米国の国旗と民衆写真はイメージです Photo:PIXTA

先の大統領選で返り咲きを果たしたトランプ大統領。その支持基盤の中で、とりわけ筆者が注目したのが若者たちの動向だ。有力な若手保守派団体「ターニング・ポイント・USA」の3000人集会に潜入し、その熱気をリポートする。本稿は、及川 順『引き裂かれるアメリカ トランプをめぐるZ世代の闘争』(集英社新書)の一部を抜粋・編集したものです。

ハーバード大卒よりも
配管工の方が優れている?

「ターニング・ポイント・USA」(編集部注/アリゾナ州フェニックスに本部を置く保守系のNPO団体)の攻撃の矛先は、愛国心あるいはキリスト教的価値観という観点での「敵」以外にも向けられる。今の社会秩序を維持することで既得権益を享受していると彼らが考える人々、わかりやすい言葉で言えば「勝ち組」だ。

 名門校と呼ばれる大学を出ることが、社会的成功への近道と考えられている点は、アメリカも日本も変わらない。ロサンゼルスのある公立小学校の講堂には、卒業生が進学したと思われる各有名大学のペナントが壁に数多く貼られていた。

 しかし、アメリカの大学は学費が高い。

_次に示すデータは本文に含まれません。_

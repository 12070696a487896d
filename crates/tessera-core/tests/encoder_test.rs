use tessera_core::compression_config::EncodingMethod;
use tessera_core::data_types::DataType;
use tessera_core::encoder::Encoder;
use tessera_core::encoder_buffer::EncoderBuffer;
use tessera_core::geometry_attribute::{AttributeType, PointAttribute};
use tessera_core::geometry_indices::PointIndex;
use tessera_core::mesh::Mesh;
use tessera_core::point_cloud::PointCloud;
use tessera_core::prediction_scheme::PredictionSchemeMethod;
use tessera_core::version::HEADER_METHOD_OFFSET;

fn float_position_cloud(num_points: usize) -> PointCloud {
    let mut pc = PointCloud::new();
    let mut att =
        PointAttribute::new(AttributeType::Position, 3, DataType::Float32, false, num_points);
    for i in 0..num_points {
        let base = i as f32;
        att.buffer_mut().write(i * 12, &base.to_le_bytes());
        att.buffer_mut().write(i * 12 + 4, &(base + 1.0).to_le_bytes());
        att.buffer_mut().write(i * 12 + 8, &(base + 2.0).to_le_bytes());
    }
    pc.add_attribute(att).unwrap();
    pc
}

#[test]
fn type_keyed_quantization_reaches_matching_attributes() {
    let pc = float_position_cloud(16);
    let mut encoder = Encoder::new();
    encoder.set_attribute_quantization(AttributeType::Position, 12);

    let mut buffer = EncoderBuffer::new();
    encoder.encode_point_cloud_to_buffer(&pc, &mut buffer).unwrap();
    // Quantization made the single position stream spatial-eligible.
    assert_eq!(buffer.data()[HEADER_METHOD_OFFSET], 1);
}

#[test]
fn settings_for_absent_types_match_nothing() {
    let pc = float_position_cloud(16);
    let mut encoder = Encoder::new();
    encoder.set_attribute_quantization(AttributeType::Normal, 12);

    let mut buffer = EncoderBuffer::new();
    encoder.encode_point_cloud_to_buffer(&pc, &mut buffer).unwrap();
    // Positions stayed unquantized, so the sequential fallback runs.
    assert_eq!(buffer.data()[HEADER_METHOD_OFFSET], 0);
}

#[test]
fn type_keyed_prediction_scheme_is_translated_to_attribute_ids() {
    let mut pc = PointCloud::new();
    let mut att = PointAttribute::new(AttributeType::Generic, 1, DataType::Int32, false, 4);
    for (i, v) in [5i32, 6, 7, 8].iter().enumerate() {
        att.buffer_mut().write(i * 4, &v.to_le_bytes());
    }
    pc.add_attribute(att).unwrap();

    let mut encoder = Encoder::new();
    encoder.set_attribute_prediction_scheme(AttributeType::Generic, PredictionSchemeMethod::Difference);

    let mut buffer = EncoderBuffer::new();
    encoder.encode_point_cloud_to_buffer(&pc, &mut buffer).unwrap();

    // Header (11), point count (4), attribute count varint (1), one
    // descriptor (5), then the integer-coding tag and the prediction id.
    assert_eq!(buffer.data()[21], 2);
    assert_eq!(
        buffer.data()[22],
        PredictionSchemeMethod::Difference.method_id()
    );
}

#[test]
fn mesh_encoding_follows_the_speed_policy() {
    let mut mesh = Mesh::new();
    mesh.add_attribute(PointAttribute::new(
        AttributeType::Position,
        3,
        DataType::Float32,
        false,
        3,
    ))
    .unwrap();
    mesh.add_face([PointIndex(0), PointIndex(1), PointIndex(2)]);

    let mut encoder = Encoder::new();
    let mut buffer = EncoderBuffer::new();
    encoder.encode_mesh_to_buffer(&mesh, &mut buffer).unwrap();
    assert_eq!(buffer.data()[HEADER_METHOD_OFFSET], 1);

    encoder.set_speed_options(10, 10);
    let mut buffer = EncoderBuffer::new();
    encoder.encode_mesh_to_buffer(&mesh, &mut buffer).unwrap();
    assert_eq!(buffer.data()[HEADER_METHOD_OFFSET], 0);
}

#[test]
fn explicit_method_set_on_the_facade_is_forwarded() {
    let pc = float_position_cloud(16);
    let mut encoder = Encoder::new();
    encoder.set_encoding_method(EncodingMethod::PointCloudSpatial);
    encoder.set_attribute_quantization(AttributeType::Position, 10);

    let mut buffer = EncoderBuffer::new();
    encoder.encode_point_cloud_to_buffer(&pc, &mut buffer).unwrap();
    assert_eq!(buffer.data()[HEADER_METHOD_OFFSET], 1);
}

加えて、今のアメリカでは、学部卒では不十分で、大学院で修士号を取得することが、良い就職先を見つけるための条件になっている傾向が強まっているとも感じる。

 競争がさらに激化する中で、代表的な「勝ち組」に位置づけられるのが、アイビーリーグと呼ばれる著名な大学に進学した若者たちだ。

 しかし、「ターニング・ポイント・USA」にとっては、既存の秩序下での「勝ち組」は憎むべき相手だ。親のすねをかじって、名門大学に進学したような人間は、攻撃の対象だ。カーク氏は演説の途中、保守の価値観を説明するくだりで、こんな表現も使ってみせた。

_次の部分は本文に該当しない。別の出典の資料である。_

use crate::compression_config::EncodingMethod;
use crate::encoder_buffer::EncoderBuffer;
use crate::encoder_options::EncoderOptions;
use crate::point_cloud::PointCloud;
use crate::point_cloud_sequential_encoder::PointCloudSequentialEncoder;
use crate::point_cloud_spatial_encoder::PointCloudSpatialEncoder;
use crate::status::Status;

/// Capability contract for point-cloud encoders: bind a borrowed geometry,
/// then produce a self-contained bit-stream into the caller's buffer.
pub trait PointCloudEncoder<'a> {
    fn set_point_cloud(&mut self, point_cloud: &'a PointCloud);

    fn point_cloud(&self) -> Option<&'a PointCloud>;

    fn encoding_method(&self) -> EncodingMethod;

    fn encode(&mut self, options: &EncoderOptions, out_buffer: &mut EncoderBuffer) -> Status;
}

/// Maps a selection tag to exactly one encoder instance. Tags other than
/// the spatial one map to the sequential fallback.
pub fn create_point_cloud_encoder<'a>(
    method: EncodingMethod,
) -> Box<dyn PointCloudEncoder<'a> + 'a> {
    match method {
        EncodingMethod::PointCloudSpatial => Box::new(PointCloudSpatialEncoder::new()),
        _ => Box::new(PointCloudSequentialEncoder::new()),
    }
}
use crate::bit_utils::zig_zag_encode;
use crate::compression_config::EncodingMethod;
use crate::encoder_buffer::EncoderBuffer;
use crate::encoder_options::EncoderOptions;
use crate::mesh::Mesh;
use crate::mesh_encoder::MeshEncoder;
use crate::sequential_attribute_encoder::encode_attribute_set;
use crate::status::{EncodeError, Status};
use crate::version::encode_stream_header;

/// Connectivity-aware mesh encoder. Corner indices are coded relative to
/// the highest vertex id seen so far, so a triangle strip of fresh
/// vertices costs one symbol per corner and back-references stay small.
#[derive(Debug, Default)]
pub struct MeshConnectivityEncoder<'a> {
    mesh: Option<&'a Mesh>,
}

impl<'a> MeshConnectivityEncoder<'a> {
    pub fn new() -> Self {
        Self::default()
    }
}

impl<'a> MeshEncoder<'a> for MeshConnectivityEncoder<'a> {
    fn set_mesh(&mut self, mesh: &'a Mesh) {
        self.mesh = Some(mesh);
    }

    fn mesh(&self) -> Option<&'a Mesh> {
        self.mesh
    }

    fn encoding_method(&self) -> EncodingMethod {
        EncodingMethod::MeshConnectivity
    }

    fn encode(&mut self, options: &EncoderOptions, out_buffer: &mut EncoderBuffer) -> Status {
        let mesh = self
            .mesh
            .ok_or_else(|| EncodeError::InvalidInput("no mesh bound to the encoder".to_string()))?;
        encode_stream_header(out_buffer, EncodingMethod::MeshConnectivity);
        out_buffer.encode_u32(mesh.num_faces() as u32);
        out_buffer.encode_u32(mesh.num_points() as u32);

        let num_points = mesh.num_points();
        // Each corner is coded as a signed offset from the next unseen
        // vertex id; a first reference comes out as zero.
        let mut next_new: i64 = 0;
        for face in mesh.faces() {
            for corner in face {
                let index = corner.0 as i64;
                if corner.0 as usize >= num_points {
                    return Err(EncodeError::InvalidParameter(format!(
                        "face references point {} but the mesh has {} points",
                        corner.0, num_points
                    )));
                }
                out_buffer.encode_varint(zig_zag_encode(index - next_new));
                if index >= next_new {
                    next_new = index + 1;
                }
            }
        }

        encode_attribute_set(mesh, options, out_buffer)
    }
}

「私は、ハーバード大学やイェール大学を卒業した人よりも、配管工の人たちの方がより優れた賢明さを持っていると思っています」

 ちなみにカーク氏(編集部注/「ターニング・ポイント・USA」の創設者、チャーリー・カーク)は大学に入学はしたが、卒業はしていない。勉強よりも、保守の活動家として生きることに意味を見出したのだろう。大学の卒業証書には価値がないということだし、確かにカーク氏ほどの才能があれば、学歴は関係ない。

 ただ、その手法は、トランプ大統領が、例えば、高校までしか出ていない労働者たちを扇動し、熱狂させ、さらに自分への投票に向かわせる手法とも重なった。

将来有望な若者が
保守派の集会に来る理由

 一方で興味深いのは、「ターニング・ポイント・USA」の集会に来ている人の多くは、大学生や高校生だ。政治的あるいは思想的な色彩が濃い集会にわざわざ参加しに来るのだから、特に社会に対する意識が高い若者たちとも言える。名門大学に通っている人もいるだろうし、高校を卒業した後は、それこそアイビーリーグに進学する人もいるだろう。

 高学歴の意味を否定するカーク氏の演説に、彼らが熱狂するのはなぜか。